#### TRY IT:
From the material below, copy every line in which the word "Unauthorized" occurs.
** Opening DATA SUPPLIED block **
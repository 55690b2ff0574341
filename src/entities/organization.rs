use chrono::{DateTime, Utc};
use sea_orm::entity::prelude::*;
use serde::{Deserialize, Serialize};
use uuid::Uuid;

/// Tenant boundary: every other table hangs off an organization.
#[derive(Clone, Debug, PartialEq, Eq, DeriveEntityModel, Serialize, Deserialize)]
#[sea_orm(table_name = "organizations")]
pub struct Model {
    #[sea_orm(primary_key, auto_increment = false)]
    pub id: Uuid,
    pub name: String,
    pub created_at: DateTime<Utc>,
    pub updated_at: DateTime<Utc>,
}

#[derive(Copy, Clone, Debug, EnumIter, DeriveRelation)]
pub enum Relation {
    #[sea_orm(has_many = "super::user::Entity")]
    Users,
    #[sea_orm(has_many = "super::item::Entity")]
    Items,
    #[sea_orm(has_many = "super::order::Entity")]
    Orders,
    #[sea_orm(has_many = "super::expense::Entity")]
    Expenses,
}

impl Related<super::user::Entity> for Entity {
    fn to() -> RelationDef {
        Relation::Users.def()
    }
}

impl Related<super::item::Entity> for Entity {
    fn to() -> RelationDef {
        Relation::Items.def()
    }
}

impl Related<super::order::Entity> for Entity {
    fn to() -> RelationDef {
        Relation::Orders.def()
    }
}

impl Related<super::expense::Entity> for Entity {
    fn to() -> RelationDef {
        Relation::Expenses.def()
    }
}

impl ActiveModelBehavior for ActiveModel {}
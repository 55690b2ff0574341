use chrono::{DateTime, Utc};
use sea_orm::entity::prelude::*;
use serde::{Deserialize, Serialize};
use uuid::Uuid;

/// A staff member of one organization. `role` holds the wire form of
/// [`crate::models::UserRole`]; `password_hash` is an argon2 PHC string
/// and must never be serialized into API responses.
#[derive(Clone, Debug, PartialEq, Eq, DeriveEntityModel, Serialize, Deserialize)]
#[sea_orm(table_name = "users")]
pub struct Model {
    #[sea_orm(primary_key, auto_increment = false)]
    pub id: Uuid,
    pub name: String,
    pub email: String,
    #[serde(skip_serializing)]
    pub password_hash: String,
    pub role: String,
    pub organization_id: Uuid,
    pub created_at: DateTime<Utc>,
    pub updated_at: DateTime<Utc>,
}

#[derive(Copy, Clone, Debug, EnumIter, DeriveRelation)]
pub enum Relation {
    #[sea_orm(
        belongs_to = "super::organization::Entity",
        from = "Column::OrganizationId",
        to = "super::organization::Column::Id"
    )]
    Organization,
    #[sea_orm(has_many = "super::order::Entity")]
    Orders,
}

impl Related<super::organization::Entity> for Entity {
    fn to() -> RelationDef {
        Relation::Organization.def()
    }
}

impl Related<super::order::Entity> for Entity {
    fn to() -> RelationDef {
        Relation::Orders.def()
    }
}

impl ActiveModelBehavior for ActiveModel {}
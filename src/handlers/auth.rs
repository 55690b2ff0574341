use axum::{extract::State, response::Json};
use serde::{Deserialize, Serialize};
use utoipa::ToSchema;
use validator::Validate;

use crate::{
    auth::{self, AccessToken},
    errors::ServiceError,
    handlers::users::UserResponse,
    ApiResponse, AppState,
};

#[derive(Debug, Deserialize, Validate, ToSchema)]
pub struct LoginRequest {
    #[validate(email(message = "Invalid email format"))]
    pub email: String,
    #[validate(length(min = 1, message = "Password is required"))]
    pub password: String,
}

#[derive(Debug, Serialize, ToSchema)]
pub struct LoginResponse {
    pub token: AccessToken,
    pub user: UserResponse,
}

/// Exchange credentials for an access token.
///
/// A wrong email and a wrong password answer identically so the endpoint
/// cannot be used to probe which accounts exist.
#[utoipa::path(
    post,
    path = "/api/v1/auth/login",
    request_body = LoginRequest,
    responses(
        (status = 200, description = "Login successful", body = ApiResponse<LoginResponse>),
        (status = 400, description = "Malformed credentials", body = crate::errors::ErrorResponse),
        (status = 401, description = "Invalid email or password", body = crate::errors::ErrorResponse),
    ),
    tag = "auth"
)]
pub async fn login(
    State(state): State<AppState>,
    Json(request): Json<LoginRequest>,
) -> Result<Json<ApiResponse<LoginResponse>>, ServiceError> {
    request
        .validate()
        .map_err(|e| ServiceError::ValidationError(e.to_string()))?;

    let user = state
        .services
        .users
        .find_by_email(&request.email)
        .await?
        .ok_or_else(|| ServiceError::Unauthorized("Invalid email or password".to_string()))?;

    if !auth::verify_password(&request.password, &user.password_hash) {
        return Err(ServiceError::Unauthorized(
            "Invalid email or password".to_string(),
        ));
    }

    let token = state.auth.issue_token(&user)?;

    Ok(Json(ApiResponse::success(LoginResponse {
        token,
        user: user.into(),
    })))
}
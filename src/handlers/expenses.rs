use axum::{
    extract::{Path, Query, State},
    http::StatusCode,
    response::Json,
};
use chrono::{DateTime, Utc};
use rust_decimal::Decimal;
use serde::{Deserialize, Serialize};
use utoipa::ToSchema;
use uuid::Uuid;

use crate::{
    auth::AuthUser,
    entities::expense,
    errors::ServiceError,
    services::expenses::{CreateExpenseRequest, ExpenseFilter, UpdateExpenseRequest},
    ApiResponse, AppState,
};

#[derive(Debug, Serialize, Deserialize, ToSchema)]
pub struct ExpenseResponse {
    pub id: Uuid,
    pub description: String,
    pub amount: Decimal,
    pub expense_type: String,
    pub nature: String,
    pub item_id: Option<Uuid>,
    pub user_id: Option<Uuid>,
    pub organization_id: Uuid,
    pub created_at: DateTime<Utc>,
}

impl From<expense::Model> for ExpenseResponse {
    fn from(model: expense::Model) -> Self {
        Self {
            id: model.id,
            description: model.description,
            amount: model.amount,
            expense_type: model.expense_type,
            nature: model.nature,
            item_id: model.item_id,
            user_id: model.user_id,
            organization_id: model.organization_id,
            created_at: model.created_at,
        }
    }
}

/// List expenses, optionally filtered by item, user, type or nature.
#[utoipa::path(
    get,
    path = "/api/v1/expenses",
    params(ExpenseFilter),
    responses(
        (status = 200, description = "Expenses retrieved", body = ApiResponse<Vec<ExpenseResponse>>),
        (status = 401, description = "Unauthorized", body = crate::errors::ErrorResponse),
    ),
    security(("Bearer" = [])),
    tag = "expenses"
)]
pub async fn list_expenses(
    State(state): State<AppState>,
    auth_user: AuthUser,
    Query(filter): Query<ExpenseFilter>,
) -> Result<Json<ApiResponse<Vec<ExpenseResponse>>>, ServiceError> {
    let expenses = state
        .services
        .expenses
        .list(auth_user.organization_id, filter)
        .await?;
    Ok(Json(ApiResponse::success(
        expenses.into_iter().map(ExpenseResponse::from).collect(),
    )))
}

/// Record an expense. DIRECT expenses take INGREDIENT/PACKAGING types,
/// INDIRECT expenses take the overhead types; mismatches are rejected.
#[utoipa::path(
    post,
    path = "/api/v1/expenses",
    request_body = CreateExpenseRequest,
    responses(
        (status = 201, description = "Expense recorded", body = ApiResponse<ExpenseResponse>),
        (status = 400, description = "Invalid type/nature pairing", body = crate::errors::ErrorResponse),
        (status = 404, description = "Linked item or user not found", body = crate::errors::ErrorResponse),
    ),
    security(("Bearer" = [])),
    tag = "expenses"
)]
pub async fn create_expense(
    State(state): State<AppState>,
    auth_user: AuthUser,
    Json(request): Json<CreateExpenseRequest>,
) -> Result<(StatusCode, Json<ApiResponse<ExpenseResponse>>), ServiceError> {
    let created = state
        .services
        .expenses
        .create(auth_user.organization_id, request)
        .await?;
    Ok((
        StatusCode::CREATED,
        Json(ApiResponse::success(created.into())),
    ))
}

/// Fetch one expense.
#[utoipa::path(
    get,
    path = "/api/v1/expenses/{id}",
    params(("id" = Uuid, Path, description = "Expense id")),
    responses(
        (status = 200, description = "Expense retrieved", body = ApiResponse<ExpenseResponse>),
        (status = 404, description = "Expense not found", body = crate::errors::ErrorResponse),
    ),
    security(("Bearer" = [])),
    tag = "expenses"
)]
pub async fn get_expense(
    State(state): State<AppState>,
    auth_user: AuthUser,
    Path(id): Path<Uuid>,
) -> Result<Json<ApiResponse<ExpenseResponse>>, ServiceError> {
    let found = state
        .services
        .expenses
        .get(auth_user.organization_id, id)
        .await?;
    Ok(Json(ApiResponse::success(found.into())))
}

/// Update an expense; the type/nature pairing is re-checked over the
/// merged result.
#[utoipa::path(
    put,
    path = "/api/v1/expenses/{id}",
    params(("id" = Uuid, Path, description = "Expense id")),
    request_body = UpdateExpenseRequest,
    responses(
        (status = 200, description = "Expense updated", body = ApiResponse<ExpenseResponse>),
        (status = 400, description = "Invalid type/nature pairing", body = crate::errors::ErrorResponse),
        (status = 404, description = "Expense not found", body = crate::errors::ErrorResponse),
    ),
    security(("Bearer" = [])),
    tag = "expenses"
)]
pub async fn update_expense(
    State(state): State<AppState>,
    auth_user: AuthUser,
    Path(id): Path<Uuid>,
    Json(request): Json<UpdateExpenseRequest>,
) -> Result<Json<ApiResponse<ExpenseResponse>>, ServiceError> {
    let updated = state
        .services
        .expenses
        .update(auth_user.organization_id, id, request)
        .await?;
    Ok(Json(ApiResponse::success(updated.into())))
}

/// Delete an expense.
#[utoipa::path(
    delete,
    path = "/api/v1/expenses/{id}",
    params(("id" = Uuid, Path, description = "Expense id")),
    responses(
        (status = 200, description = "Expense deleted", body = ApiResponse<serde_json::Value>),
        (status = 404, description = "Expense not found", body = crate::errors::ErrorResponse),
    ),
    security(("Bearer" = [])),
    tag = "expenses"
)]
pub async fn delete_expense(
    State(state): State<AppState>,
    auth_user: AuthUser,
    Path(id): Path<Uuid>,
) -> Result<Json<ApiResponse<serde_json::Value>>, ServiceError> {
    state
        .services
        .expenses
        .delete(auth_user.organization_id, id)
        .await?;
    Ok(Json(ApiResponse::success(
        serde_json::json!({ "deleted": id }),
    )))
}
** Closing DATA SUPPLIED block **
#### ANSWER FOR THE TASK:
        .ok_or_else(|| ServiceError::Unauthorized("Invalid email or password".to_string()))?;
        return Err(ServiceError::Unauthorized(
        (status = 401, description = "Unauthorized", body = crate::errors::ErrorResponse),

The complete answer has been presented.